*Records provided*:

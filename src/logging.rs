//! # Logging Setup
//!
//! Console-only logging via the tracing ecosystem, designed for
//! containerized services where logs go to stdout. Log levels are taken from
//! `RUST_LOG` with an `info` fallback.

use tracing_subscriber::EnvFilter;

/// Initialize console logging.
///
/// Safe to call more than once; only the first call installs a subscriber.
pub fn init() {
    let _ = tracing_subscriber::fmt()
        .with_env_filter(EnvFilter::try_from_default_env().unwrap_or_else(|_| EnvFilter::new("info")))
        .with_target(true)
        .try_init();
}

*Required action*:
Search the data for the string "only" and copy out every line where it is found.

*Response*:
//! Console-only logging via the tracing ecosystem, designed for
/// Safe to call more than once; only the first call installs a subscriber.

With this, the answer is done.